MS Burden of disease
The British occupational cancer burden study
  1. Lesley Rushton1,
  2. Sanjeev Bagga2,
  3. Ruth Bevan2,
  4. Terry Brown3,
  5. John Cherrie4,
  6. Philip Holmes2,
  7. Lea Fortunato1,
  8. Rebecca Slack2,
  9. Martie van Tongeren4,
  10. Charlotte Young3,
  11. Sally Hutchings1
  1. 1Imperial College, London, UK
  2. 2Cranfield University, Cranfield, UK
  3. 3Health & Safety Laboratory, Buxton, UK
  4. 4IOM, Edinburgh, UK


Objectives Prioritising control of occupationally-related cancers should be evidence based.

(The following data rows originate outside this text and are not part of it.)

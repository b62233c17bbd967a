//! Tenancy and access-control models.
//!
//! This module defines:
//! - `Tenant`: a customer organisation; every other row carries its id
//! - `Role`: a named set of permission codes
//! - `User`: a person acting inside one tenant, holding one role
//! - `ApiKey`: a bearer credential for a user, stored as a SHA-256 hash
//! - Permission code parsing and wildcard matching

use chrono::{DateTime, Utc};
use serde::{Deserialize, Serialize};
use sqlx::FromRow;
use uuid::Uuid;

use crate::error::AppError;

/// A customer organisation whose data is isolated by `tenant_id`.
#[derive(Debug, Clone, FromRow, Serialize)]
pub struct Tenant {
    pub id: Uuid,
    pub name: String,
    pub slug: String,
    pub is_active: bool,
    pub created_at: DateTime<Utc>,
}

impl crate::repositories::memory::Record for Tenant {
    fn id(&self) -> Uuid {
        self.id
    }

    /// Tenants are their own scope.
    fn tenant_id(&self) -> Uuid {
        self.id
    }
}

#[derive(Debug, Clone, FromRow, Serialize)]
pub struct Role {
    pub id: Uuid,
    #[serde(skip_serializing)]
    pub tenant_id: Uuid,
    pub name: String,
    pub description: Option<String>,
    /// Permission codes such as `hr.payroll.approve`, `stock.*` or `*`.
    pub permissions: Vec<String>,
    pub created_at: DateTime<Utc>,
    pub updated_at: DateTime<Utc>,
}

#[derive(Debug, Clone, FromRow, Serialize)]
pub struct User {
    pub id: Uuid,
    #[serde(skip_serializing)]
    pub tenant_id: Uuid,
    pub role_id: Uuid,
    pub email: String,
    pub full_name: String,
    pub is_active: bool,
    pub created_at: DateTime<Utc>,
    pub updated_at: DateTime<Utc>,
    #[serde(skip_serializing)]
    pub deleted_at: Option<DateTime<Utc>>,
}

/// Represents an API key record from the database.
///
/// # Key Storage
///
/// Only the SHA-256 hash of the key is stored. When a request comes in with
/// `Bearer abc123`, the middleware hashes `abc123` and looks the hash up.
#[derive(Debug, Clone, FromRow)]
pub struct ApiKey {
    pub id: Uuid,
    pub tenant_id: Uuid,
    pub user_id: Uuid,
    pub label: String,
    /// SHA-256 hash of the actual API key (64 hex characters)
    pub key_hash: String,
    /// Inactive keys are rejected during authentication.
    pub is_active: bool,
    pub created_at: DateTime<Utc>,
    pub last_used_at: Option<DateTime<Utc>>,
}

tenant_record!(Role, User, ApiKey);

/// API key as shown to clients; the hash never leaves the server.
#[derive(Debug, Serialize)]
pub struct ApiKeyResponse {
    pub id: Uuid,
    pub user_id: Uuid,
    pub label: String,
    pub is_active: bool,
    pub created_at: DateTime<Utc>,
    pub last_used_at: Option<DateTime<Utc>>,
    /// Plaintext key, only present in the response that issued it.
    #[serde(skip_serializing_if = "Option::is_none")]
    pub key: Option<String>,
}

impl From<ApiKey> for ApiKeyResponse {
    fn from(key: ApiKey) -> Self {
        Self {
            id: key.id,
            user_id: key.user_id,
            label: key.label,
            is_active: key.is_active,
            created_at: key.created_at,
            last_used_at: key.last_used_at,
            key: None,
        }
    }
}

impl ApiKeyResponse {
    /// Create response with the plaintext key included (only when issuing).
    pub fn with_key(mut self, key: String) -> Self {
        self.key = Some(key);
        self
    }
}

#[derive(Debug, Deserialize)]
pub struct CreateRoleRequest {
    pub name: String,
    pub description: Option<String>,
    #[serde(default)]
    pub permissions: Vec<String>,
}

#[derive(Debug, Deserialize)]
pub struct UpdateRoleRequest {
    pub name: Option<String>,
    pub description: Option<String>,
    pub permissions: Option<Vec<String>>,
}

#[derive(Debug, Deserialize)]
pub struct CreateUserRequest {
    pub email: String,
    pub full_name: String,
    pub role_id: Uuid,
}

#[derive(Debug, Deserialize)]
pub struct UpdateUserRequest {
    pub full_name: Option<String>,
    pub role_id: Option<Uuid>,
}

#[derive(Debug, Deserialize)]
pub struct IssueApiKeyRequest {
    pub label: String,
}

/// The authenticated caller, as seen by `GET /v1/me`.
#[derive(Debug, Serialize)]
pub struct MeResponse {
    pub user: User,
    pub role: Role,
    pub tenant: Tenant,
}

/// Build a URL-friendly slug: lower-case alphanumerics, other runs collapsed to `-`.
pub fn slugify(value: &str) -> String {
    let mut slug = String::with_capacity(value.len());
    let mut pending_dash = false;

    for c in value.chars() {
        if c.is_ascii_alphanumeric() {
            if pending_dash && !slug.is_empty() {
                slug.push('-');
            }
            pending_dash = false;
            slug.push(c.to_ascii_lowercase());
        } else {
            pending_dash = true;
        }
    }

    slug
}

/// Check that a permission code is well formed.
///
/// Codes are dot-separated lower-case segments (`hr.payroll.approve`). A lone
/// `*` or a trailing `*` segment (`hr.*`) is a wildcard.
pub fn validate_permission(code: &str) -> Result<(), AppError> {
    if code == "*" {
        return Ok(());
    }

    let segments: Vec<&str> = code.split('.').collect();
    let last = segments.len() - 1;

    for (index, segment) in segments.iter().enumerate() {
        let valid = if *segment == "*" {
            index == last && index > 0
        } else {
            !segment.is_empty()
                && segment
                    .chars()
                    .all(|c| c.is_ascii_lowercase() || c == '_')
        };

        if !valid {
            return Err(AppError::BadRequest(format!(
                "Invalid permission code: {code}"
            )));
        }
    }

    Ok(())
}

/// Does a held permission grant the required one?
pub fn permission_grants(held: &str, required: &str) -> bool {
    if held == "*" || held == required {
        return true;
    }

    match held.strip_suffix(".*") {
        Some(prefix) => required
            .strip_prefix(prefix)
            .is_some_and(|rest| rest.starts_with('.')),
        None => false,
    }
}

/// Permission codes checked by the handlers.
pub mod permissions {
    pub const ROLES_READ: &str = "rbac.roles.read";
    pub const ROLES_WRITE: &str = "rbac.roles.write";
    pub const USERS_READ: &str = "rbac.users.read";
    pub const USERS_WRITE: &str = "rbac.users.write";

    pub const EMPLOYEES_READ: &str = "hr.employees.read";
    pub const EMPLOYEES_WRITE: &str = "hr.employees.write";
    pub const ABSENCES_READ: &str = "hr.absences.read";
    pub const ABSENCES_WRITE: &str = "hr.absences.write";
    pub const ABSENCES_APPROVE: &str = "hr.absences.approve";
    pub const VACATIONS_READ: &str = "hr.vacations.read";
    pub const VACATIONS_WRITE: &str = "hr.vacations.write";
    pub const PAYROLL_READ: &str = "hr.payroll.read";
    pub const PAYROLL_WRITE: &str = "hr.payroll.write";
    pub const PAYROLL_APPROVE: &str = "hr.payroll.approve";
    pub const PAYROLL_PAY: &str = "hr.payroll.pay";
    pub const LOANS_READ: &str = "hr.loans.read";
    pub const LOANS_WRITE: &str = "hr.loans.write";
    pub const DEDUCTIONS_READ: &str = "hr.deductions.read";
    pub const DEDUCTIONS_WRITE: &str = "hr.deductions.write";

    pub const FINANCE_READ: &str = "finance.entries.read";
    pub const FINANCE_WRITE: &str = "finance.entries.write";
    pub const FINANCE_PAY: &str = "finance.entries.pay";

    pub const LOCATIONS_READ: &str = "stock.locations.read";
    pub const LOCATIONS_WRITE: &str = "stock.locations.write";
    pub const CATALOG_READ: &str = "stock.catalog.read";
    pub const CATALOG_WRITE: &str = "stock.catalog.write";
    pub const MOVEMENTS_READ: &str = "stock.movements.read";
    pub const MOVEMENTS_WRITE: &str = "stock.movements.write";
    pub const VOLUMES_READ: &str = "stock.volumes.read";
    pub const VOLUMES_WRITE: &str = "stock.volumes.write";

    pub const CUSTOMERS_READ: &str = "sales.customers.read";
    pub const CUSTOMERS_WRITE: &str = "sales.customers.write";
    pub const PROMOTIONS_READ: &str = "sales.promotions.read";
    pub const PROMOTIONS_WRITE: &str = "sales.promotions.write";

    pub const AUDIT_READ: &str = "audit.logs.read";
    pub const AUDIT_VERIFY: &str = "audit.logs.verify";

    pub const NOTIFICATIONS_SEND: &str = "notifications.messages.send";
    pub const WEBHOOKS_READ: &str = "settings.webhooks.read";
    pub const WEBHOOKS_WRITE: &str = "settings.webhooks.write";
    pub const FILES_WRITE: &str = "storage.files.write";
}

#[cfg(test)]
mod tests {
    use super::*;

    #[test]
    fn slugify_collapses_separators() {
        assert_eq!(slugify("Acme Industries, Ltd."), "acme-industries-ltd");
        assert_eq!(slugify("  Garden & Tools  "), "garden-tools");
        assert_eq!(slugify("Électrique 220V"), "lectrique-220v");
    }

    #[test]
    fn validates_permission_codes() {
        assert!(validate_permission("*").is_ok());
        assert!(validate_permission("hr.payroll.approve").is_ok());
        assert!(validate_permission("stock.*").is_ok());
        assert!(validate_permission("hr.*.read").is_err());
        assert!(validate_permission("*.read").is_err());
        assert!(validate_permission("HR.payroll").is_err());
        assert!(validate_permission("hr..read").is_err());
        assert!(validate_permission("").is_err());
    }

    #[test]
    fn wildcard_grants() {
        assert!(permission_grants("*", "hr.payroll.approve"));
        assert!(permission_grants("hr.*", "hr.payroll.approve"));
        assert!(permission_grants("hr.payroll.*", "hr.payroll.approve"));
        assert!(permission_grants("hr.payroll.read", "hr.payroll.read"));
        assert!(!permission_grants("hr.payroll.read", "hr.payroll.approve"));
        assert!(!permission_grants("hr.*", "hrx.payroll.read"));
        assert!(!permission_grants("stock.*", "hr.payroll.read"));
    }
}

We have estimated the current burden of cancer in Great Britain attributable to occupation for IARC group 1 and 2A carcinogens.

Methods We calculated attributable fractions and numbers for mortality/incidence using risk estimates from published literature and national data sources to estimate proportions exposed.

Results Cancer deaths attributable to occupation in 2005 are 5.3% (8023) (men: 8.2% (6366); women 2.3% (1657)). Attributable incidence estimates are 13694 (4.0%) cancer registrations (men: 10074 (5.7%); women 3620 (2.1%)). Occupational attributable fractions are over 2% for mesothelioma, sinonasal, lung, nasopharynx, breast, non-melanoma skin, bladder, oesophagus, soft tissue sarcoma and stomach cancers. Asbestos, shift work, mineral oils, solar radiation, silica, diesel engine exhaust, coal tars and pitches, occupation as a painter or welder, dioxins, environmental tobacco smoke, radon, tetrachloroethylene, arsenic and strong inorganic mists each contribute 100+ registrations. Industries/occupations with over 200 cancer registrations include construction, women's shift work, metal working, personal/household services, mining, land transport, printing/publishing, retail/hotels/restaurants, public administration/defence, farming and several manufacturing sectors.

Conclusions This study is the first detailed cancer burden study using all IARC 1 and 2A carcinogens and quantifying the contribution of individual industry sectors. Our methodology provides a basis for adaptation for use in other countries and global occupational burden estimation and for extension to include social and economic impact evaluation.. The results highlight specific carcinogenic agents and the occupational circumstances and industrial areas where exposures to these agents occurs, facilitating prioritisation of risk reduction strategies.